Segment Start: Supplied records

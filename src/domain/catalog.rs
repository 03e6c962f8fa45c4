//! Catalog search result shapes.
//!
//! These mirror the Google Books `volumes` resource closely enough to be
//! deserialized straight from the API response. Unknown fields are ignored.

use serde::{Deserialize, Serialize};

/// A single search result from the book catalog
#[derive(Debug, Clone, Default, PartialEq, Eq, Serialize, Deserialize)]
#[serde(rename_all = "camelCase")]
pub struct CatalogItem {
    /// Native catalog identifier
    #[serde(default)]
    pub id: Option<String>,

    /// Bibliographic metadata
    pub volume_info: VolumeInfo,
}

#[derive(Debug, Clone, Default, PartialEq, Eq, Serialize, Deserialize)]
#[serde(rename_all = "camelCase")]
pub struct VolumeInfo {
    #[serde(default)]
    pub title: String,
    #[serde(default)]
    pub authors: Option<Vec<String>>,
    #[serde(default)]
    pub description: Option<String>,
    #[serde(default)]
    pub image_links: Option<ImageLinks>,
    #[serde(default)]
    pub industry_identifiers: Option<Vec<IndustryIdentifier>>,
}

#[derive(Debug, Clone, Default, PartialEq, Eq, Serialize, Deserialize)]
#[serde(rename_all = "camelCase")]
pub struct ImageLinks {
    #[serde(default)]
    pub thumbnail: Option<String>,
    #[serde(default)]
    pub small_thumbnail: Option<String>,
}

impl ImageLinks {
    /// Best available cover: `thumbnail`, else `smallThumbnail`
    pub fn cover(&self) -> Option<&str> {
        [&self.thumbnail, &self.small_thumbnail]
            .into_iter()
            .flatten()
            .map(String::as_str)
            .find(|url| !url.is_empty())
    }
}

/// A typed identifier pair such as an ISBN
#[derive(Debug, Clone, PartialEq, Eq, Serialize, Deserialize)]
pub struct IndustryIdentifier {
    #[serde(rename = "type")]
    pub kind: IdentifierType,
    pub identifier: String,
}

impl IndustryIdentifier {
    pub fn isbn_13(identifier: impl Into<String>) -> Self {
        Self {
            kind: IdentifierType::Isbn13,
            identifier: identifier.into(),
        }
    }

    pub fn isbn_10(identifier: impl Into<String>) -> Self {
        Self {
            kind: IdentifierType::Isbn10,
            identifier: identifier.into(),
        }
    }
}

/// Identifier scheme
#[derive(Debug, Clone, Copy, PartialEq, Eq, Serialize, Deserialize)]
pub enum IdentifierType {
    #[serde(rename = "ISBN_13")]
    Isbn13,

    #[serde(rename = "ISBN_10")]
    Isbn10,

    /// ISSN, OTHER, and anything the catalog adds later
    #[serde(other)]
    Other,
}
//! User-facing notices.
//!
//! Commands report outcomes ("Book saved!", "Book already in library!")
//! through a [`Notifier`] so the presentation can be swapped without
//! touching command logic.

use std::sync::Mutex;

/// Severity of a notice
#[derive(Debug, Clone, Copy, PartialEq, Eq)]
pub enum NoticeLevel {
    Info,
    Success,
    Warning,
    Error,
}

/// Sink for user-facing notices
pub trait Notifier {
    fn notify(&self, level: NoticeLevel, message: &str);

    fn info(&self, message: &str) {
        self.notify(NoticeLevel::Info, message);
    }

    fn success(&self, message: &str) {
        self.notify(NoticeLevel::Success, message);
    }

    fn warning(&self, message: &str) {
        self.notify(NoticeLevel::Warning, message);
    }

    fn error(&self, message: &str) {
        self.notify(NoticeLevel::Error, message);
    }
}

/// Writes notices to stderr
#[derive(Debug, Clone, Copy)]
pub struct ConsoleNotifier {
    emoji: bool,
}

impl ConsoleNotifier {
    pub fn new(emoji: bool) -> Self {
        Self { emoji }
    }

    fn format(&self, level: NoticeLevel, message: &str) -> String {
        let prefix = match (self.emoji, level) {
            (true, NoticeLevel::Info) => "ℹ️ ",
            (true, NoticeLevel::Success) => "✅",
            (true, NoticeLevel::Warning) => "⚠️ ",
            (true, NoticeLevel::Error) => "❌",
            (false, NoticeLevel::Info) => "[info]",
            (false, NoticeLevel::Success) => "[ok]",
            (false, NoticeLevel::Warning) => "[warn]",
            (false, NoticeLevel::Error) => "[error]",
        };
        format!("{} {}", prefix, message)
    }
}

impl Notifier for ConsoleNotifier {
    fn notify(&self, level: NoticeLevel, message: &str) {
        eprintln!("{}", self.format(level, message));
    }
}

/// Collects notices in memory
#[derive(Debug, Default)]
pub struct RecordingNotifier {
    notices: Mutex<Vec<(NoticeLevel, String)>>,
}

impl RecordingNotifier {
    pub fn new() -> Self {
        Self::default()
    }

    /// Notices received so far
    pub fn notices(&self) -> Vec<(NoticeLevel, String)> {
        self.notices
            .lock()
            .map(|n| n.clone())
            .unwrap_or_default()
    }
}

impl Notifier for RecordingNotifier {
    fn notify(&self, level: NoticeLevel, message: &str) {
        if let Ok(mut notices) = self.notices.lock() {
            notices.push((level, message.to_string()));
        }
    }
}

Segment End: Supplied records

_What this task involves_.
I'd like every line with the string "Copy" copied from the listing.

_Response box_.
#[derive(Debug, Clone, Copy, PartialEq, Eq, Serialize, Deserialize)]
#[derive(Debug, Clone, Copy, PartialEq, Eq)]
#[derive(Debug, Clone, Copy)]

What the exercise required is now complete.